On the plus side, low investment/low involvement is an extremely low stress and relatively easy way to be; the down side is you both miss out on both the fun of creation and the potential impact you could be having in your life and in the world.
2. High Investment/Low Involvement
One of the few fist fights I have ever found myself in came when I misguidedly suggested to a football fan that his team’s loss that day to their cross-city rivals did not really merit the amount of moral outrage he was expressing in the pub that night. This is, in fact, every fan’s dilemma - their moods rise and fall with their team’s fortunes yet outside of cheering loudly and the occasional fervent prayer, there’s nothing they can do to affect the outcome.
This is the high investment/low involvement dilemma - you care too much and do too little. While in some situations this is necessitated by circumstance (i.e. it’s unlikely your favorite team will ever let you out onto the field to make the game winning play), the lack of action is more often due to learned helplessness and emotional paralysis - it seems as though there is so much to be done that you wind up feeling overwhelmed and doing nothing.
3. High Investment/High Involvement
Graduates of motivational seminars, social and political activists, and high-flying entrepreneurs and careerists tend to pursue their goals from a high investment/high involvement point of view. They work long hours, take massive action, do whatever it takes, and then ride the emotional rollercoaster up through the thrill of victory and down into the agony of defeat.
One minute they’re on top of the world; the next their down in the pits of despair. In fact, how well they’re doing often comes down not so much with whether you happen to catch them in an up or a down than with how long they’ve been riding the coaster.
For while this can be an effective approach in the short-term, it often leads to the burn-out/drop-out mentality that stops so many people from actually reaching their goals, and in many people an actual fear of setting goals.
“Oh, no - I’m not putting myself through *that* again” the former eco-warrior or bankrupted businessman will say. Yet lowering your involvement (i.e. doing less, dropping out, not playing anymore, etc.) will not ultimately resolve your desire for change. It will simply give you a bit of time to lick your wounds and recover your spirit before throwing yourself back into the arena in the only way you know how.
4. Low Investment/High Involvement
The two best ways I know to lower your level of emotional investment in an outcome are:
a. Get as clear as you can about what is within your control and what is not.
b. Really see that you will be OK regardless of what happens and how things turn out - that your ultimate happiness and well-being is not at stake.

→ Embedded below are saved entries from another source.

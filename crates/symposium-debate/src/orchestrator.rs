//! Orchestrator - drives the position/critique/defense cycle
//!
//! Each call to [`DebateOrchestrator::advance`] runs exactly one phase. All
//! agents are asked concurrently, and nothing is committed until every reply
//! (and, after a defense phase, the judge's verdict) is in hand. A failed
//! call therefore leaves the orchestrator exactly as it was.

use futures::future::join_all;
use serde::{Deserialize, Serialize};
use std::fmt;
use std::sync::Arc;

use symposium_llm::{LlmProvider, ProviderFactory};

use crate::agent::DebateAgent;
use crate::config::DebateConfig;
use crate::error::DebateError;
use crate::judge::{AgentView, Judge, JudgeView, JudgeViewConfig};
use crate::prompts::{self, Statement};
use crate::types::{Phase, Stance, Turn};
use crate::verdict::VerdictRecord;

/// Why a debate stopped
#[derive(Debug, Clone, Copy, PartialEq, Eq, Serialize, Deserialize)]
#[serde(rename_all = "snake_case")]
pub enum StopReason {
    /// The judge reported agreement at or above the consensus threshold
    Consensus,
    /// `max_rounds` full rounds were judged
    RoundLimit,
    /// The caller stopped the debate
    Manual,
}

impl fmt::Display for StopReason {
    fn fmt(&self, f: &mut fmt::Formatter<'_>) -> fmt::Result {
        let s = match self {
            StopReason::Consensus => "consensus",
            StopReason::RoundLimit => "round_limit",
            StopReason::Manual => "manual",
        };
        f.write_str(s)
    }
}

/// Outcome of a single `advance` call
#[derive(Debug, Clone, Copy, PartialEq, Eq)]
pub enum Advance {
    /// The debate was already stopped; nothing happened
    Halted,
    /// A position or critique phase was recorded
    PhaseCompleted { phase: Phase, round: u32 },
    /// A defense phase was recorded and judged
    RoundJudged {
        round: u32,
        verdict_index: usize,
        stopped: bool,
    },
}

/// Cursor restored from a session document
#[derive(Debug, Clone, PartialEq)]
pub(crate) struct Cursor {
    pub phase: Phase,
    pub round: u32,
    pub stopped: bool,
    pub stop_reason: Option<StopReason>,
    pub topic: Option<String>,
}

/// Multi-agent debate state machine
#[derive(Debug)]
pub struct DebateOrchestrator {
    config: DebateConfig,
    /// Debaters, in speaking order
    agents: Vec<DebateAgent>,
    /// Effective stances, index-aligned with `agents`
    stances: Vec<Stance>,
    judge: Judge,
    phase: Phase,
    round_num: u32,
    stopped: bool,
    stop_reason: Option<StopReason>,
    history: Vec<VerdictRecord>,
    topic: Option<String>,
}

impl DebateOrchestrator {
    /// Build an orchestrator, resolving every backend through `factory`
    pub fn new(config: DebateConfig, factory: &dyn ProviderFactory) -> Result<Self, DebateError> {
        config.validate()?;

        let agent_llms = config
            .agents_cfg
            .iter()
            .map(|spec| {
                factory
                    .create(&spec.provider_name, &spec.model)
                    .map_err(|source| DebateError::Provider {
                        participant: spec.name.clone(),
                        source,
                    })
            })
            .collect::<Result<Vec<_>, _>>()?;

        let judge_cfg = &config.judge_cfg;
        let judge_llm = factory
            .create(&judge_cfg.provider_name, &judge_cfg.model)
            .map_err(|source| DebateError::Provider {
                participant: judge_cfg.name.clone(),
                source,
            })?;

        Self::with_providers(config, agent_llms, judge_llm)
    }

    /// Build an orchestrator from ready-made backends, index-aligned with
    /// `config.agents_cfg`
    pub fn with_providers(
        config: DebateConfig,
        agent_llms: Vec<Arc<dyn LlmProvider>>,
        judge_llm: Arc<dyn LlmProvider>,
    ) -> Result<Self, DebateError> {
        config.validate()?;
        if agent_llms.len() != config.agents_cfg.len() {
            return Err(DebateError::InvalidConfig(format!(
                "{} agents configured but {} providers supplied",
                config.agents_cfg.len(),
                agent_llms.len()
            )));
        }
        let stances = config.resolve_stances()?;

        let agents = config
            .agents_cfg
            .iter()
            .zip(agent_llms)
            .map(|(spec, llm)| DebateAgent::new(spec, llm))
            .collect::<Vec<_>>();
        let judge = Judge::new(&config.judge_cfg, judge_llm);

        for (agent, stance) in agents.iter().zip(&stances) {
            tracing::debug!(agent = %agent.name, stance = %stance, "Agent stance resolved");
        }

        Ok(Self {
            config,
            agents,
            stances,
            judge,
            phase: Phase::Position,
            round_num: 0,
            stopped: false,
            stop_reason: None,
            history: Vec::new(),
            topic: None,
        })
    }

    /// Run the current phase for every agent and move the cursor on
    pub async fn advance(&mut self, topic: &str) -> Result<Advance, DebateError> {
        if self.stopped {
            return Ok(Advance::Halted);
        }

        let phase = self.phase;
        let round = self.round_num;

        let phase_prompts = self.compose_prompts(topic);
        let replies = self.collect_replies(&phase_prompts, phase).await?;

        let verdict = if phase == Phase::Defense {
            let view = self.view_with_pending(&replies);
            Some(self.judge.verdict(&view).await?)
        } else {
            None
        };

        // Nothing below can fail
        for (agent, reply) in self.agents.iter_mut().zip(replies) {
            agent.record(phase, round, reply);
        }
        self.topic = Some(topic.to_string());
        metrics::counter!("symposium_phases_total", "phase" => phase.as_str()).increment(1);

        let verdict_index = verdict.map(|verdict| {
            let consensus = verdict.reaches_consensus();
            self.history.push(VerdictRecord { round, verdict });
            if consensus {
                self.halt(StopReason::Consensus);
            }
            self.history.len() - 1
        });

        self.phase = phase.next();
        if phase.closes_round() {
            self.round_num += 1;
            if let Some(max_rounds) = self.config.max_rounds {
                if self.round_num >= max_rounds {
                    self.halt(StopReason::RoundLimit);
                }
            }
        }

        tracing::info!(
            phase = %phase,
            round,
            agents = self.agents.len(),
            stopped = self.stopped,
            "Phase completed"
        );

        Ok(match verdict_index {
            Some(verdict_index) => Advance::RoundJudged {
                round,
                verdict_index,
                stopped: self.stopped,
            },
            None => Advance::PhaseCompleted { phase, round },
        })
    }

    /// Advance until the debate stops or `max_phases` phases have run
    ///
    /// Returns the number of phases executed.
    pub async fn run(&mut self, topic: &str, max_phases: usize) -> Result<usize, DebateError> {
        let mut executed = 0;
        while executed < max_phases && !self.stopped {
            self.advance(topic).await?;
            executed += 1;
        }
        Ok(executed)
    }

    /// Stop the debate; further `advance` calls are no-ops
    pub fn stop(&mut self) {
        self.halt(StopReason::Manual);
    }

    fn halt(&mut self, reason: StopReason) {
        if self.stopped {
            return;
        }
        self.stopped = true;
        self.stop_reason = Some(reason);
        tracing::info!(reason = %reason, round = self.round_num, "Debate stopped");
    }

    fn compose_prompts(&self, topic: &str) -> Vec<String> {
        match self.phase {
            Phase::Position => self
                .stances
                .iter()
                .map(|stance| prompts::position_prompt(topic, *stance))
                .collect(),
            Phase::Critique => {
                let prompt = prompts::critique_prompt(&self.latest_statements());
                vec![prompt; self.agents.len()]
            }
            Phase::Defense => {
                let statements = self.latest_statements();
                (0..self.agents.len())
                    .map(|speaker| prompts::defense_prompt(&statements, speaker))
                    .collect()
            }
        }
    }

    fn latest_statements(&self) -> Vec<Statement<'_>> {
        self.agents
            .iter()
            .map(|agent| Statement::new(&agent.name, agent.latest().map(|t| t.content.as_str())))
            .collect()
    }

    /// Ask every agent concurrently; replies come back in agent order
    async fn collect_replies(
        &self,
        phase_prompts: &[String],
        phase: Phase,
    ) -> Result<Vec<String>, DebateError> {
        let calls = self
            .agents
            .iter()
            .zip(phase_prompts)
            .map(|(agent, prompt)| agent.respond(prompt));
        let results = join_all(calls).await;

        let mut replies = Vec::with_capacity(results.len());
        for (agent, result) in self.agents.iter().zip(results) {
            match result {
                Ok(reply) => replies.push(reply),
                Err(source) => {
                    metrics::counter!("symposium_completion_failures_total").increment(1);
                    tracing::warn!(
                        agent = %agent.name,
                        phase = %phase,
                        error = %source,
                        "Completion failed, phase not advanced"
                    );
                    return Err(DebateError::Completion {
                        agent: agent.name.clone(),
                        phase,
                        source,
                    });
                }
            }
        }
        Ok(replies)
    }

    /// Snapshot of the debate as the judge sees it
    pub fn judge_view(&self) -> JudgeView {
        self.build_view(None)
    }

    fn view_with_pending(&self, pending: &[String]) -> JudgeView {
        self.build_view(Some(pending))
    }

    fn build_view(&self, pending: Option<&[String]>) -> JudgeView {
        let agents = self
            .agents
            .iter()
            .zip(&self.stances)
            .enumerate()
            .map(|(i, (agent, stance))| {
                let mut transcript = agent.transcript().to_vec();
                if let Some(reply) = pending.and_then(|p| p.get(i)) {
                    transcript.push(Turn::new(self.phase, self.round_num, reply.clone()));
                }
                AgentView {
                    name: agent.name.clone(),
                    transcript,
                    stance: *stance,
                }
            })
            .collect();

        JudgeView {
            round: self.round_num,
            phase: self.phase,
            config: JudgeViewConfig {
                debate_type: self.config.debate_type,
                opposition_mode: self.config.opposition_mode,
            },
            agents,
        }
    }

    /// Install state loaded from a session document
    pub(crate) fn restore(
        &mut self,
        transcripts: Vec<Vec<Turn>>,
        history: Vec<VerdictRecord>,
        cursor: Cursor,
    ) {
        for (agent, transcript) in self.agents.iter_mut().zip(transcripts) {
            agent.restore_transcript(transcript);
        }
        self.history = history;
        self.phase = cursor.phase;
        self.round_num = cursor.round;
        self.stopped = cursor.stopped;
        self.stop_reason = if cursor.stopped {
            cursor.stop_reason
        } else {
            None
        };
        self.topic = cursor.topic;
    }

    pub fn phase(&self) -> Phase {
        self.phase
    }

    pub fn round(&self) -> u32 {
        self.round_num
    }

    pub fn is_stopped(&self) -> bool {
        self.stopped
    }

    pub fn stop_reason(&self) -> Option<StopReason> {
        self.stop_reason
    }

    pub fn history(&self) -> &[VerdictRecord] {
        &self.history
    }

    pub fn agents(&self) -> &[DebateAgent] {
        &self.agents
    }

    pub fn judge(&self) -> &Judge {
        &self.judge
    }

    pub fn config(&self) -> &DebateConfig {
        &self.config
    }

    /// The topic of the last successful `advance`
    pub fn topic(&self) -> Option<&str> {
        self.topic.as_deref()
    }

    /// Effective stance of the named agent
    pub fn stance_of(&self, name: &str) -> Option<Stance> {
        self.agents
            .iter()
            .position(|agent| agent.name == name)
            .map(|i| self.stances[i])
    }
}
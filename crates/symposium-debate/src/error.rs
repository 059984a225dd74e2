//! Error types for the debate engine

use symposium_llm::LlmError;
use thiserror::Error;

use crate::types::Phase;

/// Errors surfaced by the orchestrator, session codec and store
#[derive(Debug, Error)]
pub enum DebateError {
    /// An agent's completion call failed; the phase was not advanced
    #[error("{phase} phase failed for agent '{agent}': {source}")]
    Completion {
        agent: String,
        phase: Phase,
        #[source]
        source: LlmError,
    },

    /// The judge's completion call failed; the defense phase was not advanced
    #[error("Judge '{judge}' failed to render a verdict: {source}")]
    Judge {
        judge: String,
        #[source]
        source: LlmError,
    },

    /// A provider could not be constructed for an agent or the judge
    #[error("Cannot build provider for '{participant}': {source}")]
    Provider {
        participant: String,
        #[source]
        source: LlmError,
    },

    #[error("Invalid debate configuration: {0}")]
    InvalidConfig(String),

    #[error("Invalid session document: {0}")]
    InvalidSession(String),

    #[error("Serialization error: {0}")]
    Serialization(#[from] serde_json::Error),

    #[error("I/O error: {0}")]
    Io(#[from] std::io::Error),
}

impl DebateError {
    /// Transport failures leave the orchestrator untouched, so the same
    /// `advance` call can simply be repeated.
    pub fn is_retryable(&self) -> bool {
        matches!(
            self,
            DebateError::Completion { .. } | DebateError::Judge { .. }
        )
    }
}

#[cfg(test)]
mod tests {
    use super::*;

    #[test]
    fn test_completion_error_is_retryable() {
        let err = DebateError::Completion {
            agent: "Alice".to_string(),
            phase: Phase::Critique,
            source: LlmError::RateLimited,
        };
        assert!(err.is_retryable());
        assert_eq!(
            err.to_string(),
            "critique phase failed for agent 'Alice': Rate limited"
        );
    }

    #[test]
    fn test_config_error_is_not_retryable() {
        let err = DebateError::InvalidConfig("no agents".to_string());
        assert!(!err.is_retryable());
    }
}
//! LLM Provider trait and common types

use async_trait::async_trait;
use serde::{Deserialize, Serialize};
use thiserror::Error;

/// Errors from LLM providers
#[derive(Debug, Error)]
pub enum LlmError {
    #[error("Connection failed: {0}")]
    ConnectionFailed(String),
    #[error("Request failed: {0}")]
    RequestFailed(String),
    #[error("Invalid response: {0}")]
    InvalidResponse(String),
    #[error("Rate limited")]
    RateLimited,
    #[error("Request timed out")]
    Timeout,
    #[error("Missing API key for provider '{0}'")]
    MissingApiKey(String),
    #[error("Unknown provider '{name}'. Registered: {registered}")]
    UnknownProvider { name: String, registered: String },
}

impl LlmError {
    /// Map a transport error from reqwest onto the provider error taxonomy
    pub fn from_transport(err: reqwest::Error) -> Self {
        if err.is_timeout() {
            LlmError::Timeout
        } else {
            LlmError::ConnectionFailed(err.to_string())
        }
    }

    /// Build an error from a non-success HTTP status
    pub fn from_status(status: reqwest::StatusCode, body: String) -> Self {
        if status == reqwest::StatusCode::TOO_MANY_REQUESTS {
            LlmError::RateLimited
        } else {
            LlmError::RequestFailed(format!("Status: {}, Body: {}", status, body))
        }
    }
}

/// A request to an LLM
#[derive(Debug, Clone, Serialize, Deserialize)]
pub struct LlmRequest {
    /// Optional system prompt; debate prompts carry their own framing
    pub system: Option<String>,
    /// User message
    pub prompt: String,
    /// Temperature (0.0 = deterministic, 1.0 = creative)
    pub temperature: f32,
    /// Maximum tokens to generate
    pub max_tokens: u32,
}

impl LlmRequest {
    /// Default sampling temperature for debate turns
    pub const DEFAULT_TEMPERATURE: f32 = 0.2;
    /// Default completion budget
    pub const DEFAULT_MAX_TOKENS: u32 = 1024;

    /// Create a simple request with default settings
    pub fn simple(prompt: &str) -> Self {
        Self {
            system: None,
            prompt: prompt.to_string(),
            temperature: Self::DEFAULT_TEMPERATURE,
            max_tokens: Self::DEFAULT_MAX_TOKENS,
        }
    }
}

/// Response from an LLM
#[derive(Debug, Clone, Serialize, Deserialize)]
pub struct LlmResponse {
    /// The generated text
    pub content: String,
    /// Model used
    pub model: String,
    /// Tokens used (if available)
    pub tokens_used: Option<u32>,
    /// Time taken in milliseconds
    pub latency_ms: u64,
}

/// Trait for LLM providers
///
/// This is the completion port the debate engine consumes. One call is one
/// round-trip; retries and backoff are not part of the contract.
#[async_trait]
pub trait LlmProvider: Send + Sync + std::fmt::Debug {
    /// Get the provider name
    fn name(&self) -> &str;

    /// Check if the provider is available
    async fn is_available(&self) -> bool;

    /// Generate a completion
    async fn complete(&self, request: LlmRequest) -> Result<LlmResponse, LlmError>;

    /// Generate with a simple prompt (convenience method)
    async fn ask(&self, prompt: &str) -> Result<String, LlmError> {
        let response = self.complete(LlmRequest::simple(prompt)).await?;
        Ok(response.content)
    }
}
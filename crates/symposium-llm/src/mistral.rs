//! Mistral AI LLM provider (OpenAI-compatible API)

use async_trait::async_trait;
use std::time::{Duration, Instant};

use crate::openai::{http_client, ChatRequest, ChatResponse};
use crate::provider::{LlmError, LlmProvider, LlmRequest, LlmResponse};

/// Mistral AI provider for inference
#[derive(Debug)]
pub struct MistralProvider {
    /// API key
    api_key: String,
    /// Model to use (e.g., "mistral-large-latest", "mistral-small-latest")
    model: String,
    /// HTTP client
    client: reqwest::Client,
    /// Base URL
    base_url: String,
}

impl MistralProvider {
    /// Create a new Mistral provider
    pub fn new(api_key: &str, model: &str) -> Self {
        Self {
            api_key: api_key.to_string(),
            model: model.to_string(),
            client: http_client(Duration::from_secs(60)),
            base_url: "https://api.mistral.ai".to_string(),
        }
    }

    /// Create with Mistral Large
    pub fn large(api_key: &str) -> Self {
        Self::new(api_key, "mistral-large-latest")
    }

    /// Create with Mistral Small
    pub fn small(api_key: &str) -> Self {
        Self::new(api_key, "mistral-small-latest")
    }

    /// Set the request timeout
    pub fn with_timeout(mut self, timeout: Duration) -> Self {
        self.client = http_client(timeout);
        self
    }

    /// Set a custom base URL (useful for self-hosted or proxy setups)
    pub fn with_base_url(mut self, base_url: &str) -> Self {
        self.base_url = base_url.trim_end_matches('/').to_string();
        self
    }
}

#[async_trait]
impl LlmProvider for MistralProvider {
    fn name(&self) -> &str {
        "mistral"
    }

    async fn is_available(&self) -> bool {
        self.client
            .get(format!("{}/v1/models", self.base_url))
            .bearer_auth(&self.api_key)
            .send()
            .await
            .map(|r| r.status().is_success())
            .unwrap_or(false)
    }

    async fn complete(&self, request: LlmRequest) -> Result<LlmResponse, LlmError> {
        let start = Instant::now();
        let url = format!("{}/v1/chat/completions", self.base_url);
        let body = ChatRequest::from_request(&self.model, request);

        let response = self
            .client
            .post(&url)
            .bearer_auth(&self.api_key)
            .json(&body)
            .send()
            .await
            .map_err(LlmError::from_transport)?;

        if !response.status().is_success() {
            let status = response.status();
            let body = response.text().await.unwrap_or_default();
            return Err(LlmError::from_status(status, body));
        }

        let api_response: ChatResponse = response
            .json()
            .await
            .map_err(|e| LlmError::InvalidResponse(e.to_string()))?;

        api_response.into_response(start)
    }
}
//! Terminal rendering of debates, turns and verdicts

use colored::Colorize;

use symposium_debate::{DebateOrchestrator, Phase, Turn, Verdict, VerdictRecord};

pub fn print_header(debate: &DebateOrchestrator) {
    let config = debate.config();
    println!("{}", "Symposium Debate".bold().cyan());
    println!("{}", "═".repeat(50).cyan());
    println!(
        "  {} {}",
        "Type:".dimmed(),
        config.debate_type.to_string().green()
    );
    if config.opposition_mode {
        println!("  {} {}", "Mode:".dimmed(), "opposition".green());
    }
    for agent in debate.agents() {
        let stance = debate.stance_of(&agent.name).unwrap_or_default();
        println!(
            "  {} {} ({}/{}, {})",
            "•".cyan(),
            agent.name.bold(),
            agent.provider_name,
            agent.model,
            stance
        );
    }
    println!(
        "  {} {} ({}/{})",
        "Judge:".dimmed(),
        debate.judge().name().bold(),
        config.judge_cfg.provider_name,
        config.judge_cfg.model
    );
    println!();
}

pub fn print_status(debate: &DebateOrchestrator) {
    let status = match debate.stop_reason() {
        Some(reason) if debate.is_stopped() => format!("stopped ({})", reason).red().to_string(),
        _ if debate.is_stopped() => "stopped".red().to_string(),
        _ => "running".green().to_string(),
    };
    println!(
        "{} next phase {}, round {}, {}",
        "Status:".bold(),
        debate.phase().to_string().yellow(),
        debate.round(),
        status
    );
}

/// Print every agent's latest turn for a phase that just completed
pub fn print_phase(debate: &DebateOrchestrator, phase: Phase, round: u32) {
    println!(
        "{}",
        format!("── {} phase, round {} ──", phase, round).bold().magenta()
    );
    for agent in debate.agents() {
        if let Some(turn) = agent.latest() {
            print_turn(&agent.name, turn);
        }
    }
}

pub fn print_turn(name: &str, turn: &Turn) {
    println!("{} {}", format!("[{}]", turn.phase).dimmed(), name.bold());
    if turn.content.trim().is_empty() {
        println!("  {}", "(empty reply)".dimmed());
    } else {
        for line in turn.content.lines() {
            println!("  {}", line);
        }
    }
    println!();
}

pub fn print_transcripts(debate: &DebateOrchestrator) {
    for agent in debate.agents() {
        let heading = format!("{} ({} turns)", agent.name, agent.transcript().len());
        println!("{}", heading.bold().cyan());
        for turn in agent.transcript() {
            print_turn(&agent.name, turn);
        }
    }
}

pub fn print_verdict(record: &VerdictRecord) {
    println!("{}", format!("Verdict for round {}", record.round).bold().yellow());

    let verdict = &record.verdict;
    match verdict {
        Verdict::Consensus(v) => {
            println!(
                "  {} {} (mean {:.2})",
                "Agreement:".dimmed(),
                v.agreement,
                v.mean_agreement
            );
        }
        Verdict::Fallback { .. } => {
            println!("  {}", "Judge reply was not valid JSON".yellow());
        }
        _ => {
            if let Some(leader) = verdict.leader() {
                println!("  {} {}", "Leader:".dimmed(), leader.green().bold());
            }
            if let Some(scores) = verdict.scores() {
                for (name, score) in scores {
                    println!("  {} {:<16} {:.2}", "•".cyan(), name, score);
                }
            }
        }
    }

    let points: &[String] = match verdict {
        Verdict::Binary(v) => &v.key_facts,
        Verdict::NonBinary(v) => &v.key_insights,
        _ => &[],
    };
    for point in points {
        println!("  {} {}", "-".dimmed(), point);
    }
    if let Some(explanation) = verdict.explanation() {
        println!("  {} {}", "Why:".dimmed(), explanation);
    }
    println!();
}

Years ago, I decided to see what would happen if I engaged in an act of “happy activism” - that is, I would do anything I could think of to get our local council to put a crosswalk in at the intersection near our house, but I would completely let myself off the hook for how things turned out, which I recognized lay well outside of the sphere of my control. While the process wound up taking over a year, to my surprise the entire project was low-stress, extremely enjoyable, and as it happened resulted in a crosswalk.
This is the real pay-off of a low investment/high involvement/”effortless success” approach - you get all the fun of being creatively engaged without any of the stress of being emotionally invested. It’s completely sustainable because it’s not dependant on continual emotional refueling to keep you going. And by letting go of trying to control the uncontrollable (i.e. what other people will do and how things ultimately turn out), you ironically increase your influence and the probability of getting what you want.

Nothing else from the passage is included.